Records drawn from a dataset =>

fn patch_children(
    store: &Store,
    dom: &Dom,
    parent: NodeHandle,
    old_children: Vec<VirtualNode>,
    new_children: Vec<VirtualNode>,
) -> Vec<VirtualNode> {
    let mut old: Vec<Option<VirtualNode>> = old_children.into_iter().map(Some).collect();
    let old_keys: Vec<Option<String>> = old.iter().map(child_key).collect();
    let mut out: Vec<Option<VirtualNode>> = new_children.into_iter().map(Some).collect();

    let mut old_head: isize = 0;
    let mut old_tail: isize = old.len() as isize - 1;
    let mut new_head: isize = 0;
    let mut new_tail: isize = out.len() as isize - 1;

    // Matching keys from the head in, then the tail in. Two unkeyed
    // children count as a match.
    while new_head <= new_tail && old_head <= old_tail {
        if old_keys[old_head as usize] != child_key(&out[new_head as usize]) {
            break;
        }
        let old_child = old[old_head as usize].take().expect("head child present");
        let new_child = out[new_head as usize].take().expect("head child present");
        out[new_head as usize] = Some(patch(store, dom, old_child, new_child));
        old_head += 1;
        new_head += 1;
    }
    while new_head <= new_tail && old_head <= old_tail {
        if old_keys[old_tail as usize] != child_key(&out[new_tail as usize]) {
            break;
        }
        let old_child = old[old_tail as usize].take().expect("tail child present");
        let new_child = out[new_tail as usize].take().expect("tail child present");
        out[new_tail as usize] = Some(patch(store, dom, old_child, new_child));
        old_tail -= 1;
        new_tail -= 1;
    }

    if old_head > old_tail {
        // Only insertions remain.
        let reference = trailing_reference(&out, new_tail);
        for index in new_head..=new_tail {
            let child = out[index as usize].take().expect("new child present");
            out[index as usize] = Some(create_before(store, dom, parent, child, reference));
        }
    } else if new_head > new_tail {
        // Only removals remain.
        for index in old_head..=old_tail {
            if let Some(child) = old[index as usize].take() {
                remove_node(store, dom, parent, child);
            }
        }
    } else {
        trace!(
            old = (old_tail - old_head + 1),
            new = (new_tail - new_head + 1),
            "reconciling keyed middle section"
        );
        let mut keyed: HashMap<String, usize> = HashMap::new();
        for index in (old_head as usize)..=(old_tail as usize) {
            if let Some(key) = &old_keys[index] {
                keyed.entry(key.clone()).or_insert(index);
            }
        }
        let mut consumed: HashSet<String> = HashSet::new();

        while new_head <= new_tail {
            let old_in_range = old_head <= old_tail;
            let old_key = if old_in_range {
                old_keys[old_head as usize].clone()
            } else {
                None
            };
            let new_key = child_key(&out[new_head as usize]);
            let reference = if old_in_range {
                old[old_head as usize]
                    .as_ref()
                    .and_then(|child| child.first_handle())
            } else {
                trailing_reference(&out, new_tail)
            };

            // Old children already reused through the key map are spent.
            let already_used = old_key
                .as_ref()
                .map_or(false, |key| consumed.contains(key));
            if old_in_range && already_used {
                old_head += 1;
                continue;
            }

            match new_key {
                None => {
                    // Unkeyed children patch positionally against unkeyed
                    // old children.
                    if old_key.is_none() {
                        if old_in_range {
                            let old_child =
                                old[old_head as usize].take().expect("old child present");
                            let new_child =
                                out[new_head as usize].take().expect("new child present");
                            out[new_head as usize] =
                                Some(patch(store, dom, old_child, new_child));
                        } else {
                            let new_child =
                                out[new_head as usize].take().expect("new child present");
                            out[new_head as usize] =
                                Some(create_before(store, dom, parent, new_child, reference));
                        }
                        new_head += 1;
                    }
                    old_head += 1;
                }
                Some(key) => {
                    // A matching key at the cursor patches in place. Only
                    // when the cursor does not match may the lookahead
                    // skip it, so the first of two equal-keyed old
                    // children is the one an incoming key binds to.
                    if old_in_range && old_key.as_deref() == Some(key.as_str()) {
                        let old_child = old[old_head as usize].take().expect("old child present");
                        let new_child = out[new_head as usize].take().expect("new child present");
                        out[new_head as usize] = Some(patch(store, dom, old_child, new_child));
                        consumed.insert(key);
                        old_head += 1;
                    } else if old_in_range
                        && old_keys
                            .get((old_head + 1) as usize)
                            .map_or(false, |successor| successor.as_deref() == Some(key.as_str()))
                    {
                        // The next old child carries the incoming key; the
                        // incoming child claims it next round.
                        if old_key.is_none() {
                            if let Some(child) = old[old_head as usize].take() {
                                remove_node(store, dom, parent, child);
                            }
                        }
                        old_head += 1;
                        continue;
                    } else {
                        match keyed.get(&key).copied() {
                            Some(index) if old[index].is_some() => {
                                // A known key out of position: move its
                                // document node, never recreate it.
                                let moved = old[index].take().expect("keyed child present");
                                if let Some(handle) = moved.first_handle() {
                                    dom.insert_before(parent, handle, reference);
                                }
                                let new_child =
                                    out[new_head as usize].take().expect("new child present");
                                out[new_head as usize] =
                                    Some(patch(store, dom, moved, new_child));
                                consumed.insert(key);
                            }
                            _ => {
                                let new_child =
                                    out[new_head as usize].take().expect("new child present");
                                out[new_head as usize] =
                                    Some(create_before(store, dom, parent, new_child, reference));
                            }
                        }
                    }
                    new_head += 1;
                }
            }
        }

        // Anything still occupying an old slot was not reused.
        for slot in old.iter_mut() {
            if let Some(child) = slot.take() {
                remove_node(store, dom, parent, child);
            }
        }
    }

    out.into_iter()
        .map(|slot| slot.expect("every child slot is filled after reconciliation"))
        .collect()
}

Exercise =>
Using the entries above, state how many lines contain the string "remain"; the number is all that is needed.

Solution to this task =>
2